Als sie in die Nähe von Florenz gekommen waren, verweilte Giuseppe in einem Borgo, der nur noch wenige Miglien von der großen Stadt entfernt lag. Er sagte zu Celio: »Hier, mein teurer Gesellschafter, muß ich mich von Euch trennen: liegt der Ort Eurer Bestimmung doch ganz nahe vor Euch, wo wir ja doch voneinander scheiden müßten. Ich werde hier noch im Gebirge einen alten Ohm besuchen, den ich, wenn ich ihn jetzt versäumte, vielleicht niemals wiedersehen würde.« – Jetzt erhob sich, indem sie freundlich Abschied nehmen wollten, ein Streit der Höflichkeit, denn der Mailänder wollte dem Florentiner die ausgelegten Reisekosten so reichlich vergüten, daß er sie dadurch wohl ganz allein bezahlte. Malespina weigerte sich, der Lombarde aber war so dringend, empfindlich, ja halb befehlerisch, daß Celio endlich nachgeben mußte. – »Ich bin reich,« sagte der Lombarde, »wenn mein Geschäft dort nicht ganz verunglückt, gewiß viel reicher als Ihr. Ich habe es wohl gemerkt, daß Ihr einigemal meinetwegen auf der Reise zögertet, daß Ihr hie und da meiner Person zu Gefallen mehr aufgehen ließet, als wenn Ihr allein gewesen wäret, und so dürft Ihr meinetwegen keinen Schaden leiden, denn Ihr seid noch ein junger Hofmann und Euer Glück noch keineswegs entschieden.«

»Alter Herr,« sagte Celio empfindlich, »ich habe Euch mehr als einmal daran erinnert, daß Ihr von Höfen nichts wißt.
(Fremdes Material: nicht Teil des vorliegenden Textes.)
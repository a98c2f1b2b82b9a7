//! End-to-end pipeline tests over the in-memory fakes.

#![allow(clippy::unwrap_used, clippy::expect_used, clippy::panic)] // Test code

use chrono::Duration as ChronoDuration;
use nearcast_cache::MemoryCache;
use nearcast_core::bus::{EventBus, WireEvent, topics};
use nearcast_core::environment::{AnalyticsSink, NearbyShop, SpatialIndex};
use nearcast_core::events::{LocationEvent, NotificationEvent};
use nearcast_generator::MessageResolver;
use nearcast_pipeline::{Pipeline, PipelineConfig};
use nearcast_testing::{
    CapturingSink, InMemoryEventBus, LocationEventBuilder, ScriptedGenerator, StaticSpatialIndex,
    test_timestamp,
};
use std::sync::Arc;
use std::time::Duration;

struct Harness {
    bus: Arc<InMemoryEventBus>,
    spatial: Arc<StaticSpatialIndex>,
    generator: Arc<ScriptedGenerator>,
    sink: Arc<CapturingSink>,
    pipeline: Pipeline,
}

fn cafe_milano() -> NearbyShop {
    NearbyShop {
        shop_id: 7,
        shop_name: "Café Milano".into(),
        category: "bar".into(),
        distance: 48.0,
    }
}

fn harness(shops: Vec<NearbyShop>) -> Harness {
    let bus = Arc::new(InMemoryEventBus::new());
    let spatial = Arc::new(StaticSpatialIndex::new(shops));
    let generator = Arc::new(ScriptedGenerator::new());
    let sink = Arc::new(CapturingSink::new());

    let resolver = MessageResolver::new(
        Arc::clone(&generator) as _,
        Arc::new(MemoryCache::new()),
        Duration::from_secs(3600),
    );
    let pipeline = Pipeline::start(
        &PipelineConfig::default(),
        Arc::clone(&bus) as Arc<dyn EventBus>,
        Arc::clone(&spatial) as Arc<dyn SpatialIndex>,
        resolver,
        Arc::clone(&sink) as Arc<dyn AnalyticsSink>,
    );

    Harness {
        bus,
        spatial,
        generator,
        sink,
        pipeline,
    }
}

fn wire(event: &LocationEvent) -> WireEvent {
    WireEvent::encode("LocationEvent", event, event.user_id).unwrap()
}

#[tokio::test]
async fn ping_near_shop_produces_one_notification() {
    let h = harness(vec![cafe_milano()]);
    h.generator.push_reply("Espresso worth a detour, 48m away.");

    let event = LocationEventBuilder::new(42).build();
    h.pipeline.ingest(wire(&event)).await.unwrap();

    let tables = Arc::clone(h.pipeline.tables());
    let metrics = Arc::clone(h.pipeline.metrics());
    h.pipeline.shutdown().await;

    assert_eq!(h.bus.published_count(topics::SHOP_PROXIMITY), 1);
    assert_eq!(h.bus.published_count(topics::NOTIFICATIONS), 1);
    assert_eq!(h.bus.published_count(topics::ANALYTICS), 1);

    let stored = h.sink.stored();
    assert_eq!(stored.len(), 1);
    assert_eq!(stored[0].message, "Espresso worth a detour, 48m away.");
    assert_eq!(
        stored[0].event_id,
        NotificationEvent::derive_id(42, 7, event.timestamp)
    );
    assert!(!stored[0].from_cache);

    let user = tables.user_states.get(&42).unwrap();
    assert_eq!(user.notifications_received, 1);
    assert_eq!(user.recent_notifications.get(&7), Some(&event.timestamp));

    let shop = tables.shop_stats.get(&7).unwrap();
    assert_eq!(shop.notifications_sent, 1);
    assert_eq!(shop.unique_visitors, 1);

    let stats = tables.system_stats();
    assert_eq!(stats.total_events_processed, 1);
    assert_eq!(stats.total_notifications_sent, 1);
    assert_eq!(stats.active_users_count, 1);
    assert_eq!(stats.last_updated, Some(event.timestamp));

    let snapshot = metrics.snapshot();
    assert_eq!(snapshot.notifications_sent, 1);
    assert_eq!(snapshot.cooldown_suppressed, 0);
    assert_eq!(snapshot.generator_fallbacks, 0);
}

#[tokio::test]
async fn cooldown_suppresses_within_window_and_releases_after() {
    let h = harness(vec![cafe_milano()]);
    h.generator.push_reply("First visit message.");

    let t0 = test_timestamp();
    for offset in [
        ChronoDuration::zero(),
        // 29:59 into the window: suppressed.
        ChronoDuration::seconds(29 * 60 + 59),
        // 30:01 after the *first* notification: sends again.
        ChronoDuration::seconds(30 * 60 + 1),
    ] {
        let event = LocationEventBuilder::new(42).timestamp(t0 + offset).build();
        h.pipeline.ingest(wire(&event)).await.unwrap();
    }

    let metrics = Arc::clone(h.pipeline.metrics());
    h.pipeline.shutdown().await;

    assert_eq!(h.bus.published_count(topics::SHOP_PROXIMITY), 3);
    assert_eq!(h.bus.published_count(topics::NOTIFICATIONS), 2);

    let snapshot = metrics.snapshot();
    assert_eq!(snapshot.notifications_sent, 2);
    assert_eq!(snapshot.cooldown_suppressed, 1);

    // The second send was answered from the cache; the generator was only
    // called once.
    assert_eq!(h.generator.calls(), 1);
    assert_eq!(snapshot.cache_hits, 1);
    let stored = h.sink.stored();
    assert_eq!(stored.len(), 2);
    assert!(!stored[0].from_cache);
    assert!(stored[1].from_cache);
}

#[tokio::test]
async fn spatial_failure_degrades_to_no_shops_but_tracks_position() {
    let h = harness(vec![cafe_milano()]);
    h.spatial.set_failing(true);

    let event = LocationEventBuilder::new(42).build();
    h.pipeline.ingest(wire(&event)).await.unwrap();

    let tables = Arc::clone(h.pipeline.tables());
    let metrics = Arc::clone(h.pipeline.metrics());
    h.pipeline.shutdown().await;

    assert_eq!(h.bus.published_count(topics::SHOP_PROXIMITY), 0);
    assert_eq!(metrics.snapshot().spatial_fallbacks, 1);

    // The state mutation happens regardless of the lookup outcome.
    let user = tables.user_states.get(&42).unwrap();
    assert_eq!(user.recent_positions.len(), 1);
    assert_eq!(user.last_seen, event.timestamp);
}

#[tokio::test]
async fn generator_outage_falls_back_and_still_notifies() {
    let h = harness(vec![cafe_milano()]);
    // Empty script: every generation call fails.

    let event = LocationEventBuilder::new(42).build();
    h.pipeline.ingest(wire(&event)).await.unwrap();

    let metrics = Arc::clone(h.pipeline.metrics());
    h.pipeline.shutdown().await;

    let stored = h.sink.stored();
    assert_eq!(stored.len(), 1);
    assert_eq!(
        stored[0].message,
        "You are near Café Milano! Stop by and take a look."
    );
    assert_eq!(metrics.snapshot().generator_fallbacks, 1);
    assert_eq!(metrics.snapshot().notifications_sent, 1);
}

#[tokio::test]
async fn traveled_distance_accumulates_across_pings() {
    let h = harness(Vec::new());

    let t0 = test_timestamp();
    // Two steps of ~50m each, due north.
    let positions = [(45.4642, 9.19), (45.46465, 9.19), (45.4651, 9.19)];
    for (i, (lat, lon)) in positions.iter().enumerate() {
        let event = LocationEventBuilder::new(42)
            .position(*lat, *lon)
            .timestamp(t0 + ChronoDuration::seconds(i64::try_from(i).unwrap() * 10))
            .build();
        h.pipeline.ingest(wire(&event)).await.unwrap();
    }

    let tables = Arc::clone(h.pipeline.tables());
    h.pipeline.shutdown().await;

    let user = tables.user_states.get(&42).unwrap();
    assert_eq!(user.recent_positions.len(), 3);
    assert!(
        (80.0..120.0).contains(&user.total_distance),
        "total_distance = {}",
        user.total_distance
    );
}

#[tokio::test]
async fn sink_failure_is_counted_and_stats_still_update() {
    let h = harness(vec![cafe_milano()]);
    h.generator.push_reply("Come in!");
    h.sink.set_failing(true);

    let event = LocationEventBuilder::new(42).build();
    h.pipeline.ingest(wire(&event)).await.unwrap();

    let tables = Arc::clone(h.pipeline.tables());
    let metrics = Arc::clone(h.pipeline.metrics());
    h.pipeline.shutdown().await;

    assert!(h.sink.stored().is_empty());
    let snapshot = metrics.snapshot();
    assert_eq!(snapshot.sink_failures, 1);
    assert_eq!(snapshot.dropped_transient, 1);

    // The companion analytics record is independent of the sink write.
    let stats = tables.system_stats();
    assert_eq!(stats.total_notifications_sent, 1);
}

#[tokio::test]
async fn multiple_users_update_active_user_count() {
    let h = harness(Vec::new());

    for user_id in 1..=5 {
        let event = LocationEventBuilder::new(user_id).build();
        h.pipeline.ingest(wire(&event)).await.unwrap();
    }

    let tables = Arc::clone(h.pipeline.tables());
    h.pipeline.shutdown().await;

    assert_eq!(tables.user_states.len(), 5);
    // No analytics events flowed (no shops), so the aggregate is untouched.
    assert_eq!(tables.system_stats().total_events_processed, 0);
}

#[tokio::test]
async fn malformed_inbound_event_is_dropped_not_fatal() {
    let h = harness(vec![cafe_milano()]);
    h.generator.push_reply("Still alive.");

    h.pipeline
        .ingest(WireEvent {
            event_type: "LocationEvent".into(),
            payload: b"not json".to_vec(),
            key: Some("42".into()),
        })
        .await
        .unwrap();
    let event = LocationEventBuilder::new(42).build();
    h.pipeline.ingest(wire(&event)).await.unwrap();

    let metrics = Arc::clone(h.pipeline.metrics());
    h.pipeline.shutdown().await;

    let snapshot = metrics.snapshot();
    assert_eq!(snapshot.dropped_malformed, 1);
    assert_eq!(snapshot.notifications_sent, 1);
}
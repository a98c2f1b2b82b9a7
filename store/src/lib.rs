//! # Nearcast Store
//!
//! Partitioned, keyed state tables: the mutable memory of the pipeline.
//!
//! Each logical table ([user states](Tables::user_states),
//! [shop stats](Tables::shop_stats), the
//! [system-stats singleton](Tables::system_stats)) is sharded by key hash so
//! all state for a given key lives in exactly one shard. Combined with the
//! pipeline's key-partitioned worker pools this gives per-key sequential
//! semantics without any global lock.
//!
//! Reads and writes are local and non-blocking: no I/O and no `.await` ever
//! happens while a shard guard is held.
//!
//! # Durability
//!
//! Tables are in-memory only. Cooldown history is lost on restart - an
//! explicit trade-off (the deployment this replaces ran its stream tables on
//! a memory store too). [`StateTable`] is the boundary where an embedded
//! key-value store would slot in if that trade-off changes.

pub mod table;
pub mod tables;

pub use table::StateTable;
pub use tables::Tables;
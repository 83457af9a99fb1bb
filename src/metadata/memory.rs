//! In-memory metadata store.
//!
//! Stores all records in memory with no persistence. Useful for testing
//! and ephemeral deployments. Uses `RwLock<HashMap>` for thread-safe access.

use std::collections::HashMap;
use std::future::Future;
use std::pin::Pin;
use std::sync::atomic::{AtomicBool, AtomicUsize, Ordering};
use std::sync::RwLock;

use super::store::{new_file_id, now_millis, FileRecord, MetadataStore, NewFileRecord};

pub struct MemoryMetadataStore {
    records: RwLock<HashMap<String, FileRecord>>,
    /// Number of `find_by_id` calls.
    lookups: AtomicUsize,
    /// When set, `insert` fails (simulates a database outage).
    fail_inserts: AtomicBool,
}

impl MemoryMetadataStore {
    pub fn new() -> Self {
        Self {
            records: RwLock::new(HashMap::new()),
            lookups: AtomicUsize::new(0),
            fail_inserts: AtomicBool::new(false),
        }
    }

    pub fn set_fail_inserts(&self, fail: bool) {
        self.fail_inserts.store(fail, Ordering::SeqCst);
    }

    pub fn lookup_count(&self) -> usize {
        self.lookups.load(Ordering::SeqCst)
    }

    pub fn len(&self) -> usize {
        self.records.read().expect("rwlock poisoned").len()
    }

    pub fn is_empty(&self) -> bool {
        self.len() == 0
    }
}

impl Default for MemoryMetadataStore {
    fn default() -> Self {
        Self::new()
    }
}

impl MetadataStore for MemoryMetadataStore {
    fn insert(
        &self,
        record: NewFileRecord,
    ) -> Pin<Box<dyn Future<Output = anyhow::Result<FileRecord>> + Send + '_>> {
        Box::pin(async move {
            if self.fail_inserts.load(Ordering::SeqCst) {
                anyhow::bail!("memory metadata store: simulated insert failure");
            }
            let mut records = self.records.write().expect("rwlock poisoned");
            let mut id = new_file_id();
            while records.contains_key(&id) {
                id = new_file_id();
            }
            let record = record.into_record(id.clone(), now_millis());
            records.insert(id, record.clone());
            Ok(record)
        })
    }

    fn find_by_id(
        &self,
        id: &str,
    ) -> Pin<Box<dyn Future<Output = anyhow::Result<Option<FileRecord>>> + Send + '_>> {
        let id = id.to_string();
        Box::pin(async move {
            self.lookups.fetch_add(1, Ordering::SeqCst);
            let records = self.records.read().expect("rwlock poisoned");
            Ok(records.get(&id).cloned())
        })
    }

    fn ping(&self) -> Pin<Box<dyn Future<Output = anyhow::Result<()>> + Send + '_>> {
        Box::pin(async move { Ok(()) })
    }
}
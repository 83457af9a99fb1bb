//! `GET /api/images/view-image/:id` -- reissue a signed URL for a stored file.
//!
//! The fresh URL is always derived from the record's storage key.  The
//! stored `accessUrl` is never rewritten.

use std::sync::Arc;
use std::time::Duration;

use axum::extract::{Path, State};
use axum::Json;
use chrono::{DateTime, Utc};
use metrics::counter;
use serde::Serialize;
use tracing::{debug, error, info, warn};
use utoipa::ToSchema;

use super::presign_expiry;
use crate::errors::{ApiError, ErrorBody};
use crate::metadata::store::{is_valid_file_id, serialize_iso_millis};
use crate::metadata::FileRecord;
use crate::metrics::URLS_SIGNED_TOTAL;
use crate::naming::{compressed_variant_key, format_size_mb};
use crate::storage::{StorageBackend, StorageError};
use crate::AppState;

/// A file record as returned to clients, with a freshly signed URL.
#[derive(Debug, Serialize, ToSchema)]
#[serde(rename_all = "camelCase")]
pub struct FileView {
    pub id: String,
    pub file_name: String,
    pub storage_key: String,
    /// Signed at request time.
    pub access_url: String,
    pub content_type: String,
    pub size_bytes: u64,
    #[serde(rename = "sizeMB")]
    pub size_mb: String,
    #[serde(serialize_with = "serialize_iso_millis")]
    #[schema(value_type = String, format = DateTime)]
    pub created_at: DateTime<Utc>,
    #[serde(serialize_with = "serialize_iso_millis")]
    #[schema(value_type = String, format = DateTime)]
    pub updated_at: DateTime<Utc>,
    /// Signed URL of the resized copy, when one exists.
    #[serde(skip_serializing_if = "Option::is_none")]
    pub compressed_url: Option<String>,
}

impl FileView {
    fn new(record: FileRecord, access_url: String, compressed_url: Option<String>) -> Self {
        Self {
            size_mb: format_size_mb(record.size_bytes),
            id: record.id,
            file_name: record.file_name,
            storage_key: record.storage_key,
            access_url,
            content_type: record.content_type,
            size_bytes: record.size_bytes,
            created_at: record.created_at,
            updated_at: record.updated_at,
            compressed_url,
        }
    }
}

#[derive(Debug, Serialize, ToSchema)]
pub struct ViewResponse {
    pub success: bool,
    pub file: FileView,
}

#[utoipa::path(
    get,
    path = "/api/images/view-image/{id}",
    tag = "Images",
    operation_id = "ViewImage",
    params(
        ("id" = String, Path, description = "24-character hex file id"),
    ),
    responses(
        (status = 200, description = "Record with a fresh signed URL", body = ViewResponse),
        (status = 404, description = "File not found", body = ErrorBody),
        (status = 500, description = "Stored object missing or upstream failure", body = ErrorBody)
    )
)]
pub async fn view_image(
    State(state): State<Arc<AppState>>,
    Path(id): Path<String>,
) -> Result<Json<ViewResponse>, ApiError> {
    if !is_valid_file_id(&id) {
        info!(file_id = %id, "File not found: malformed id");
        return Err(ApiError::NotFound { id });
    }
    let id = id.to_ascii_lowercase();

    let record = state
        .metadata
        .find_by_id(&id)
        .await
        .map_err(|e| {
            error!(file_id = %id, error = %e, "Metadata lookup failed");
            ApiError::Metadata(e)
        })?
        .ok_or_else(|| {
            info!(file_id = %id, "File not found");
            ApiError::NotFound { id: id.clone() }
        })?;

    let expiry = presign_expiry(&state.config.storage);
    let access_url = state
        .storage
        .presign_get(&record.storage_key, expiry)
        .await
        .map_err(|e| {
            error!(file_id = %id, key = %record.storage_key, error = %e, "Signing view URL failed");
            ApiError::from(e)
        })?;
    counter!(URLS_SIGNED_TOTAL, "operation" => "view").increment(1);

    let compressed_url = match &state.compressed {
        Some(compressed) => sign_compressed(compressed.as_ref(), &record.storage_key, expiry).await,
        None => None,
    };

    Ok(Json(ViewResponse {
        success: true,
        file: FileView::new(record, access_url, compressed_url),
    }))
}

/// Sign the resized variant of `storage_key`, if the resize job produced one.
///
/// The variant is optional, so any failure here only drops `compressedUrl`.
async fn sign_compressed(
    compressed: &dyn StorageBackend,
    storage_key: &str,
    expiry: Duration,
) -> Option<String> {
    let variant = compressed_variant_key(storage_key);
    match compressed.presign_get(&variant, expiry).await {
        Ok(url) => {
            counter!(URLS_SIGNED_TOTAL, "operation" => "compressed").increment(1);
            Some(url)
        }
        Err(StorageError::NotFound { .. }) => {
            debug!(key = %variant, "No compressed variant");
            None
        }
        Err(e) => {
            warn!(key = %variant, error = %e, "Signing compressed URL failed");
            None
        }
    }
}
Es ist auch ganz natürlich; denn wenn der reiche Kaufmann auch einmal mit den Herrschaften in Berührung kommt, so kann er immer nur ihre ganz oberflächliche Außenseite gewahr werden, die doch immer nur eine Maske sein muß.«

»Ihr habt nicht unrecht,« erwiderte jener, »und doch möchte ich, als der ältere Mann, Euch, dem jüngern, noch zum Abschied einen Rat geben, der weit mehr wert ist als jene unbedeutende Summe, über welche wir so unnötig gestritten haben.«

»Und der wäre?« –

»Sprecht, da Ihr ein Hofmann sein wollt, weniger, erzählt das, was Ihr glaubt gesehn und erlebt zu haben, nicht andern, am wenigsten Fremden.«

»Alter Herr,« rief Celio verdrüßlich, »ich sollte Euch für Euern gutmeinenden Rat danken, und doch weiß ich es nicht anzufangen. Ich bin der Sekretär der Chiffre bei meinem gnädigsten Herrn, und ich verdiente gehängt zu werden, wenn ich auch nur das allerkleinste Geheimnis, ja nur eine Nachricht, die mir beim Dechiffrieren früher als jedem andern zukommt, verraten oder ausplaudern wollte; auch die gleichgültigste. Was ich Euch gesagt habe und dort in Rom gesprochen, erzählen sich die Kinder auf den Gassen.«

»Wenngleich,« erwiderte der Ältere; »man gäbe oft viel darum, auch ein gleichgültiges Wort wieder zurücknehmen zu können. Nur allzuleicht kommt man durch diese Redseligkeit in eine gewisse Abhängigkeit von Menschen, mit denen man lieber nichts zu tun haben möchte; mindestens erzeugt es mit Unbekannten oder Fremden eine gewisse Art von Vertraulichkeit, die uns auch drückend werden kann. Wen man als Redseligen kennt, dem kann der kluge Verleumder auch leicht etwas anheften und von ihm das glaubwürdig machen, was er niemals gesprochen hat.«

So trennten sie sich, beide verstimmt.